WHAT IS NEEDED =>
Each entry needs to be duplicated exactly.

GIVEN RECORDS =>

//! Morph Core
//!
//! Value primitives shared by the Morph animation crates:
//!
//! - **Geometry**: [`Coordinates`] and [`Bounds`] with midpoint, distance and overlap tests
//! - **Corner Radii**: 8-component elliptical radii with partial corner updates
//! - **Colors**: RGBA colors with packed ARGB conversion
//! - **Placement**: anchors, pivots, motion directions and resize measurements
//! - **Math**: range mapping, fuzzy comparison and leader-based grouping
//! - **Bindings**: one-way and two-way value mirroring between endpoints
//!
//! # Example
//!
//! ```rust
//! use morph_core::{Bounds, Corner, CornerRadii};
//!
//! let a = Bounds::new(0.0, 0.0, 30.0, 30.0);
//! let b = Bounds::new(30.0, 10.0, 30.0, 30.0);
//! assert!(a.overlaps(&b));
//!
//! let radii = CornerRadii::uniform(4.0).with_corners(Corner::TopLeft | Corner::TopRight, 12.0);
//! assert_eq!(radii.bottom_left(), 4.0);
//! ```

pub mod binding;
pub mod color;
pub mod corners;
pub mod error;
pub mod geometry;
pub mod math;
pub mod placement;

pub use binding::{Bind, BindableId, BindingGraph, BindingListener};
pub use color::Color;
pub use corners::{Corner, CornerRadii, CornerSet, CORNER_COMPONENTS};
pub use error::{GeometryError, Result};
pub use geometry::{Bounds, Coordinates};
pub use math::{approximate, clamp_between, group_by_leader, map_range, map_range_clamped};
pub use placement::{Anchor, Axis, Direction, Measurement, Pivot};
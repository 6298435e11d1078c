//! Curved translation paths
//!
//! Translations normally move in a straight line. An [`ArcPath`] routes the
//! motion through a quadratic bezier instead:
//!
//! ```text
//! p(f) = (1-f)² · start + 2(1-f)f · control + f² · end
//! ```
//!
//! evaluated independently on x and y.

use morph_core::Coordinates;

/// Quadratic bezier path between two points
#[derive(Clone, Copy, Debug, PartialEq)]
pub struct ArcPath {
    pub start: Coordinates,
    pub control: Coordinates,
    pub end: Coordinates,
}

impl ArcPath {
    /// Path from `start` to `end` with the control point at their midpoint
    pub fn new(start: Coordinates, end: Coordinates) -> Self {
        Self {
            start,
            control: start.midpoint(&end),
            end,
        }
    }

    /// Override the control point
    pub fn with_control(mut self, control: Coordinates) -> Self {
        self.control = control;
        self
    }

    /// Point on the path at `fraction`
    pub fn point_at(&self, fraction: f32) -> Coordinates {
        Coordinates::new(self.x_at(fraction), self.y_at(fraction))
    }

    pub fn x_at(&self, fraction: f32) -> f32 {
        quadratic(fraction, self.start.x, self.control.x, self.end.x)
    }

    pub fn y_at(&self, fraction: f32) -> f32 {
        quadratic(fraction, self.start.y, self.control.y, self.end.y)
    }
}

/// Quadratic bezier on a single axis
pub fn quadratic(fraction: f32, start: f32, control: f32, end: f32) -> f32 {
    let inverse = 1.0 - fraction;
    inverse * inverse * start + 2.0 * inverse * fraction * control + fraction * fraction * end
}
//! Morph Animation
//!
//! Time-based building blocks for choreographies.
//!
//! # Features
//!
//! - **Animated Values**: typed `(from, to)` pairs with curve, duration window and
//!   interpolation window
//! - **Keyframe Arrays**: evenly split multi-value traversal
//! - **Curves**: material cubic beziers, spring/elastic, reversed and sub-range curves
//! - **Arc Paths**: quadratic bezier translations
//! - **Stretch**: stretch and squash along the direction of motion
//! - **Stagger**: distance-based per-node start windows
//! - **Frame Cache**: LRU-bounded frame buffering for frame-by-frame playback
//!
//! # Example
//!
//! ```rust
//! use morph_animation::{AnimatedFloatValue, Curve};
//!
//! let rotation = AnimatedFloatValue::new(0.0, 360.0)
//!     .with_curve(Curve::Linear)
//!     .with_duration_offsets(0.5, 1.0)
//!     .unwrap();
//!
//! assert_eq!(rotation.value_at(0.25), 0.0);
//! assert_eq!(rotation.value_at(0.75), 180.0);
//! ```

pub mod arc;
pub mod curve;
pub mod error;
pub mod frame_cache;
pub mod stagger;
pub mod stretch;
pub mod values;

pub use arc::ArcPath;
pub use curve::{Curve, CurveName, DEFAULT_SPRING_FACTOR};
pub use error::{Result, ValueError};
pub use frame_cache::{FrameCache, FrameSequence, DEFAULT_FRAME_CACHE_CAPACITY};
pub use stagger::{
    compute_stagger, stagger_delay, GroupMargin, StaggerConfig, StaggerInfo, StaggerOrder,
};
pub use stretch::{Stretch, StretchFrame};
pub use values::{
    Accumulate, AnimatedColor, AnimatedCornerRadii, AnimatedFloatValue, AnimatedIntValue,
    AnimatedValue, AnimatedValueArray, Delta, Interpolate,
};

SOLUTION =>
//! Morph Core
//!
//! Value primitives shared by the Morph animation crates:
//!
//! - **Geometry**: [`Coordinates`] and [`Bounds`] with midpoint, distance and overlap tests
//! - **Corner Radii**: 8-component elliptical radii with partial corner updates
//! - **Colors**: RGBA colors with packed ARGB conversion
//! - **Placement**: anchors, pivots, motion directions and resize measurements
//! - **Math**: range mapping, fuzzy comparison and leader-based grouping
//! - **Bindings**: one-way and two-way value mirroring between endpoints
//!
//! # Example
//!
//! ```rust
//! use morph_core::{Bounds, Corner, CornerRadii};
//!
//! let a = Bounds::new(0.0, 0.0, 30.0, 30.0);
//! let b = Bounds::new(30.0, 10.0, 30.0, 30.0);
//! assert!(a.overlaps(&b));
//!
//! let radii = CornerRadii::uniform(4.0).with_corners(Corner::TopLeft | Corner::TopRight, 12.0);
//! assert_eq!(radii.bottom_left(), 4.0);
//! ```

pub mod binding;
pub mod color;
pub mod corners;
pub mod error;
pub mod geometry;
pub mod math;
pub mod placement;

pub use binding::{Bind, BindableId, BindingGraph, BindingListener};
pub use color::Color;
pub use corners::{Corner, CornerRadii, CornerSet, CORNER_COMPONENTS};
pub use error::{GeometryError, Result};
pub use geometry::{Bounds, Coordinates};
pub use math::{approximate, clamp_between, group_by_leader, map_range, map_range_clamped};
pub use placement::{Anchor, Axis, Direction, Measurement, Pivot};
repository 6298435e11d1078c
//! Curved translation paths
//!
//! Translations normally move in a straight line. An [`ArcPath`] routes the
//! motion through a quadratic bezier instead:
//!
//! ```text
//! p(f) = (1-f)² · start + 2(1-f)f · control + f² · end
//! ```
//!
//! evaluated independently on x and y.

use morph_core::Coordinates;

/// Quadratic bezier path between two points
#[derive(Clone, Copy, Debug, PartialEq)]
pub struct ArcPath {
    pub start: Coordinates,
    pub control: Coordinates,
    pub end: Coordinates,
}

impl ArcPath {
    /// Path from `start` to `end` with the control point at their midpoint
    pub fn new(start: Coordinates, end: Coordinates) -> Self {
        Self {
            start,
            control: start.midpoint(&end),
            end,
        }
    }

    /// Override the control point
    pub fn with_control(mut self, control: Coordinates) -> Self {
        self.control = control;
        self
    }

    /// Point on the path at `fraction`
    pub fn point_at(&self, fraction: f32) -> Coordinates {
        Coordinates::new(self.x_at(fraction), self.y_at(fraction))
    }

    pub fn x_at(&self, fraction: f32) -> f32 {
        quadratic(fraction, self.start.x, self.control.x, self.end.x)
    }

    pub fn y_at(&self, fraction: f32) -> f32 {
        quadratic(fraction, self.start.y, self.control.y, self.end.y)
    }
}

/// Quadratic bezier on a single axis
pub fn quadratic(fraction: f32, start: f32, control: f32, end: f32) -> f32 {
    let inverse = 1.0 - fraction;
    inverse * inverse * start + 2.0 * inverse * fraction * control + fraction * fraction * end
}
//! Morph Animation
//!
//! Time-based building blocks for choreographies.
//!
//! # Features
//!
//! - **Animated Values**: typed `(from, to)` pairs with curve, duration window and
//!   interpolation window
//! - **Keyframe Arrays**: evenly split multi-value traversal
//! - **Curves**: material cubic beziers, spring/elastic, reversed and sub-range curves
//! - **Arc Paths**: quadratic bezier translations
//! - **Stretch**: stretch and squash along the direction of motion
//! - **Stagger**: distance-based per-node start windows
//! - **Frame Cache**: LRU-bounded frame buffering for frame-by-frame playback
//!
//! # Example
//!
//! ```rust
//! use morph_animation::{AnimatedFloatValue, Curve};
//!
//! let rotation = AnimatedFloatValue::new(0.0, 360.0)
//!     .with_curve(Curve::Linear)
//!     .with_duration_offsets(0.5, 1.0)
//!     .unwrap();
//!
//! assert_eq!(rotation.value_at(0.25), 0.0);
//! assert_eq!(rotation.value_at(0.75), 180.0);
//! ```

pub mod arc;
pub mod curve;
pub mod error;
pub mod frame_cache;
pub mod stagger;
pub mod stretch;
pub mod values;

pub use arc::ArcPath;
pub use curve::{Curve, CurveName, DEFAULT_SPRING_FACTOR};
pub use error::{Result, ValueError};
pub use frame_cache::{FrameCache, FrameSequence, DEFAULT_FRAME_CACHE_CAPACITY};
pub use stagger::{
    compute_stagger, stagger_delay, GroupMargin, StaggerConfig, StaggerInfo, StaggerOrder,
};
pub use stretch::{Stretch, StretchFrame};
pub use values::{
    Accumulate, AnimatedColor, AnimatedCornerRadii, AnimatedFloatValue, AnimatedIntValue,
    AnimatedValue, AnimatedValueArray, Delta, Interpolate,
};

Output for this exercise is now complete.